Ensuring calves stay healthy
Rearing facilities should be set-up and maintained well to ensure calves stay healthy.
AUSTRALIAN FARMERS farmers Brett and Judith Gledhill have increased conception rates since switching their herd to calving every three months.
The a2 milk suppliers from Nanneella, Victoria, have changed their calving pattern from three times a year to four in a bid to flatten their milk supply, as well as easing the personal strain during calving. It has also improved farm management, according to Brett Gledhill.
“When we initially suggested three or four calvings, our vets said it would be too much work. I said, ‘we’re here anyway, so what’s the difference if we’re calving cows too, and you’re doing it in short bursts’.”
Each calving window is three weeks.
The Gledhills are running 180 head and milking 140 cows throughout the year – due to the need to cull 50 head in one hit – and plan to build this to 200 milkers, milking those consistently throughout the year. As a result, they are calving 35 cows every three months.
Bulls are no longer bought. Cows are inseminated and those that don’t get in calf are carried over to the next lot, six-eight weeks later. “A cow may have been crook, so we give them another go.”
The benefits continue when the calves are on the ground, with Gledhill saying 30 calves receive more attention and therefore better care than 60 or more at once.
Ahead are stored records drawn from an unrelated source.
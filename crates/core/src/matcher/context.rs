//! Matcher orchestration inside one execution context.

use std::time::Instant;

use autoclick_protocol::MatcherStatus;
use tracing::trace;

use super::catalog::{ActionCatalog, MatcherConfig, Pass};
use super::cooldown::CooldownLedger;
use super::dom::{DomTree, NodeId};
use super::markers::PanelMarker;
use super::search::{find_match, walk};
use super::throttle::ScanThrottle;

/// Result of one scan.
#[derive(Debug, Clone, PartialEq, Eq)]
pub enum ScanResult {
	/// No panel marker present; nothing was searched.
	Skipped,
	NoMatch,
	Clicked { phrase: String, node: NodeId },
}

impl ScanResult {
	pub fn status(&self) -> MatcherStatus {
		match self {
			ScanResult::Skipped | ScanResult::NoMatch => MatcherStatus::NoMatch,
			ScanResult::Clicked { phrase, .. } => MatcherStatus::Clicked(phrase.clone()),
		}
	}
}

/// The installed matcher: catalog, markers and cooldown ledger.
#[derive(Debug)]
pub struct ActionMatcher {
	catalog: ActionCatalog,
	markers: Vec<PanelMarker>,
	ledger: CooldownLedger,
}

impl ActionMatcher {
	pub fn new(config: &MatcherConfig) -> Self {
		Self {
			catalog: config.catalog(),
			markers: config.panel_markers.clone(),
			ledger: CooldownLedger::new(),
		}
	}

	/// True when the tree contains a panel marker, or no markers are configured.
	pub fn is_applicable(&self, tree: &DomTree) -> bool {
		self.markers.is_empty()
			|| walk(tree, tree.document())
				.into_iter()
				.any(|node| self.markers.iter().any(|m| m.matches(tree, node)))
	}

	/// Runs both passes and clicks at most one element.
	pub fn scan(&mut self, tree: &mut DomTree, now: Instant) -> ScanResult {
		let pruned = self.ledger.maybe_prune(now);
		if pruned > 0 {
			trace!(target = "autoclick.matcher", pruned, "pruned cooldown entries");
		}

		if !self.is_applicable(tree) {
			return ScanResult::Skipped;
		}

		let root = tree.document();
		for pass in [Pass::Action, Pass::Reveal] {
			for phrase in self.catalog.pass(pass) {
				let Some(candidate) = find_match(tree, root, phrase, &self.ledger, now) else {
					continue;
				};
				trace!(
					target = "autoclick.matcher",
					phrase = %phrase.text,
					%pass,
					fingerprint = %candidate.fingerprint,
					"clicking"
				);
				self.ledger.record(candidate.fingerprint, now);
				tree.click(candidate.node);
				return ScanResult::Clicked {
					phrase: phrase.text.clone(),
					node: candidate.node,
				};
			}
		}
		ScanResult::NoMatch
	}

	pub fn catalog(&self) -> &ActionCatalog {
		&self.catalog
	}

	pub fn ledger(&self) -> &CooldownLedger {
		&self.ledger
	}
}

/// One remote execution context: its document, and the matcher state
/// scoped to it.
#[derive(Debug)]
pub struct ExecutionContext {
	tree: Option<DomTree>,
	matcher: Option<ActionMatcher>,
	throttle: ScanThrottle,
}

impl ExecutionContext {
	pub fn new(tree: DomTree) -> Self {
		Self {
			tree: Some(tree),
			matcher: None,
			throttle: ScanThrottle::default(),
		}
	}

	/// A context with no document, such as a worker.
	pub fn without_document() -> Self {
		Self {
			tree: None,
			matcher: None,
			throttle: ScanThrottle::default(),
		}
	}

	/// Installs the matcher and runs the initial scan.
	///
	/// A second call in the same context returns
	/// [`MatcherStatus::AlreadyActive`] without scanning.
	pub fn inject(&mut self, config: &MatcherConfig, now: Instant) -> MatcherStatus {
		let Some(tree) = self.tree.as_mut() else {
			return MatcherStatus::NotApplicable;
		};
		if self.matcher.is_some() {
			return MatcherStatus::AlreadyActive;
		}
		let matcher = self.matcher.insert(ActionMatcher::new(config));
		matcher.scan(tree, now);
		MatcherStatus::ObserverInstalled
	}

	/// Applies a tree change and, when installed, schedules a throttled scan.
	pub fn mutate(&mut self, now: Instant, change: impl FnOnce(&mut DomTree)) {
		let Some(tree) = self.tree.as_mut() else {
			return;
		};
		change(tree);
		if self.matcher.is_some() {
			self.throttle.notify(now);
		}
	}

	/// Runs the scheduled scan when it is due.
	pub fn tick(&mut self, now: Instant) -> Option<ScanResult> {
		if !self.throttle.take_due(now) {
			return None;
		}
		self.scan_now(now)
	}

	/// Scans immediately, bypassing the throttle. `None` when not installed.
	pub fn scan_now(&mut self, now: Instant) -> Option<ScanResult> {
		let tree = self.tree.as_mut()?;
		let matcher = self.matcher.as_mut()?;
		Some(matcher.scan(tree, now))
	}

	/// Replaces the document, discarding all context-scoped state.
	pub fn navigate(&mut self, tree: DomTree) {
		*self = Self::new(tree);
	}

	pub fn is_installed(&self) -> bool {
		self.matcher.is_some()
	}

	pub fn next_scan(&self) -> Option<Instant> {
		self.throttle.due()
	}

	pub fn tree(&self) -> Option<&DomTree> {
		self.tree.as_ref()
	}

	pub fn matcher(&self) -> Option<&ActionMatcher> {
		self.matcher.as_ref()
	}

	/// Clicks recorded in the document, oldest first.
	pub fn clicks(&self) -> &[NodeId] {
		self.tree.as_ref().map(DomTree::clicks).unwrap_or_default()
	}
}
Judith manages the breeding and calf rearing aspects of the operation. Robotic feeders have been used for the last five years to assist.
Hair samples are taken from calves and tested for the a2 gene. Anything not a2 is sold.
Calves are weighed every three months and are carefully managed to ensure they meet their targeted joining weight.
When heifers are approaching their first joining, they are weighed a month beforehand. Anything not going to make the target weight is moved down into the next mob. This is also credited to the rising conception rate.
Holsteins must be 350kg and Jerseys 320kg at 12 months for their first joining.
Calving rates have improved at least 10-15%, while conception rates have been 65-72% after one round of AI.
It was 2009 when the Gledhills first registered their interest in a2, attending an information session at the Mulcahy family’s Kyabram processing plant. At the end of the session they had signed to convert their herd.
It was a slow process, as 32% of their herd were straight a2 – containing the a2 beta-casein protein – so they began breeding from a2 sires and culling non-a2 cows.
In May 2012, the 240-head herd comprised 140 a2 cows. Brett got a call from the Mulcahys saying they were short of a2 milk and could he supply some in two days.
“We had 50 cows left to cull,” Brett says. They were culled very quickly. They bought some a2 cows – including about 30 Jerseys from a dispersal at Stanhope – but have now made the decision to breed up.
There are 180 cows, with 100 head of young stock coming through. They are trying to build the herd by 20 cows each year.
The a2 milk delivers a premium to the Gledhills for little extra cost. “That was the best thing, I didn’t have to spend excessive money. They paid for the testing of cows, and we kept chipping away, building our a2 numbers,” he says.